• [WORK INSTRUCTIONS] Could you reproduce every record below exactly as written?

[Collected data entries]

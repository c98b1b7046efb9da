//! Error types for the CPRHub system.

use thiserror::Error;

#[derive(Debug, Error)]
pub enum CprError {
    #[error("Entity not found: {entity} with id {id}")]
    NotFound { entity: String, id: String },

    #[error("Entity already exists: {entity}")]
    AlreadyExists { entity: String },

    #[error("Authentication failed: {reason}")]
    AuthenticationFailed { reason: String },

    #[error("Authorization denied: {reason}")]
    AuthorizationDenied { reason: String },

    #[error("Validation error: {message}")]
    Validation { message: String },

    #[error("Cannot {action} {entity} in status {from}")]
    InvalidTransition {
        entity: &'static str,
        from: String,
        action: String,
    },

    #[error("Conflict: {0}")]
    Conflict(String),

    #[error("Database error: {0}")]
    Database(String),

    #[error("Cryptography error: {0}")]
    Crypto(String),

    #[error("Internal error: {0}")]
    Internal(String),
}

impl CprError {
    pub fn not_found(entity: &str, id: impl ToString) -> Self {
        Self::NotFound {
            entity: entity.to_string(),
            id: id.to_string(),
        }
    }

    pub fn validation(message: impl Into<String>) -> Self {
        Self::Validation {
            message: message.into(),
        }
    }

    pub fn denied(reason: impl Into<String>) -> Self {
        Self::AuthorizationDenied {
            reason: reason.into(),
        }
    }
}

pub type CprResult<T> = Result<T, CprError>;
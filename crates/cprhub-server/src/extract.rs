//! Bearer-token authentication and role checks.

use axum::extract::FromRequestParts;
use axum::http::header::AUTHORIZATION;
use axum::http::request::Parts;
use cprhub_auth::AuthContext;
use cprhub_core::models::user::Role;
use uuid::Uuid;

use crate::error::{ApiError, ApiResult};
use crate::state::AppState;

/// The authenticated caller. Extracting it rejects the request with 401
/// unless a valid, unrevoked token for an active user is presented.
#[derive(Debug, Clone)]
pub struct AuthUser(pub AuthContext);

#[axum::async_trait]
impl FromRequestParts<AppState> for AuthUser {
    type Rejection = ApiError;

    async fn from_request_parts(parts: &mut Parts, state: &AppState) -> Result<Self, ApiError> {
        let token = parts
            .headers
            .get(AUTHORIZATION)
            .and_then(|v| v.to_str().ok())
            .and_then(|v| v.strip_prefix("Bearer "))
            .map(str::trim)
            .filter(|t| !t.is_empty())
            .ok_or(ApiError::MissingToken)?;

        let ctx = state.auth.authenticate(token).await?;
        Ok(AuthUser(ctx))
    }
}

impl AuthUser {
    pub fn id(&self) -> Uuid {
        self.0.user_id
    }

    pub fn role(&self) -> Role {
        self.0.role
    }

    pub fn is(&self, role: Role) -> bool {
        self.0.role == role
    }

    /// 403 unless the caller holds one of `roles`.
    pub fn require(&self, roles: &[Role]) -> ApiResult<()> {
        if self.0.has_role(roles) {
            Ok(())
        } else {
            Err(ApiError::forbidden(format!(
                "role {} may not perform this action",
                self.0.role
            )))
        }
    }

    /// Organization of an `organization` role caller.
    pub fn organization_id(&self) -> ApiResult<Uuid> {
        self.0
            .organization_id
            .ok_or_else(|| ApiError::forbidden("account is not linked to an organization"))
    }
}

• [EXERCISE ANSWER]
repository c98b1b7046efb9da
//! Error types for the CPRHub system.

use thiserror::Error;

#[derive(Debug, Error)]
pub enum CprError {
    #[error("Entity not found: {entity} with id {id}")]
    NotFound { entity: String, id: String },

    #[error("Entity already exists: {entity}")]
    AlreadyExists { entity: String },

    #[error("Authentication failed: {reason}")]
    AuthenticationFailed { reason: String },

    #[error("Authorization denied: {reason}")]
    AuthorizationDenied { reason: String },

    #[error("Validation error: {message}")]
    Validation { message: String },

    #[error("Cannot {action} {entity} in status {from}")]
    InvalidTransition {
        entity: &'static str,
        from: String,
        action: String,
    },

    #[error("Conflict: {0}")]
    Conflict(String),

    #[error("Database error: {0}")]
    Database(String),

    #[error("Cryptography error: {0}")]
    Crypto(String),

    #[error("Internal error: {0}")]
    Internal(String),
}

impl CprError {
    pub fn not_found(entity: &str, id: impl ToString) -> Self {
        Self::NotFound {
            entity: entity.to_string(),
            id: id.to_string(),
        }
    }

    pub fn validation(message: impl Into<String>) -> Self {
        Self::Validation {
            message: message.into(),
        }
    }

    pub fn denied(reason: impl Into<String>) -> Self {
        Self::AuthorizationDenied {
            reason: reason.into(),
        }
    }
}

pub type CprResult<T> = Result<T, CprError>;
filename crates/cprhub-server/src/extract.rs
//! Bearer-token authentication and role checks.

use axum::extract::FromRequestParts;
use axum::http::header::AUTHORIZATION;
use axum::http::request::Parts;
use cprhub_auth::AuthContext;
use cprhub_core::models::user::Role;
use uuid::Uuid;

use crate::error::{ApiError, ApiResult};
use crate::state::AppState;

/// The authenticated caller. Extracting it rejects the request with 401
/// unless a valid, unrevoked token for an active user is presented.
#[derive(Debug, Clone)]
pub struct AuthUser(pub AuthContext);

#[axum::async_trait]
impl FromRequestParts<AppState> for AuthUser {
    type Rejection = ApiError;

    async fn from_request_parts(parts: &mut Parts, state: &AppState) -> Result<Self, ApiError> {
        let token = parts
            .headers
            .get(AUTHORIZATION)
            .and_then(|v| v.to_str().ok())
            .and_then(|v| v.strip_prefix("Bearer "))
            .map(str::trim)
            .filter(|t| !t.is_empty())
            .ok_or(ApiError::MissingToken)?;

        let ctx = state.auth.authenticate(token).await?;
        Ok(AuthUser(ctx))
    }
}

impl AuthUser {
    pub fn id(&self) -> Uuid {
        self.0.user_id
    }

    pub fn role(&self) -> Role {
        self.0.role
    }

    pub fn is(&self, role: Role) -> bool {
        self.0.role == role
    }

    /// 403 unless the caller holds one of `roles`.
    pub fn require(&self, roles: &[Role]) -> ApiResult<()> {
        if self.0.has_role(roles) {
            Ok(())
        } else {
            Err(ApiError::forbidden(format!(
                "role {} may not perform this action",
                self.0.role
            )))
        }
    }

    /// Organization of an `organization` role caller.
    pub fn organization_id(&self) -> ApiResult<Uuid> {
        self.0
            .organization_id
            .ok_or_else(|| ApiError::forbidden("account is not linked to an organization"))
    }
}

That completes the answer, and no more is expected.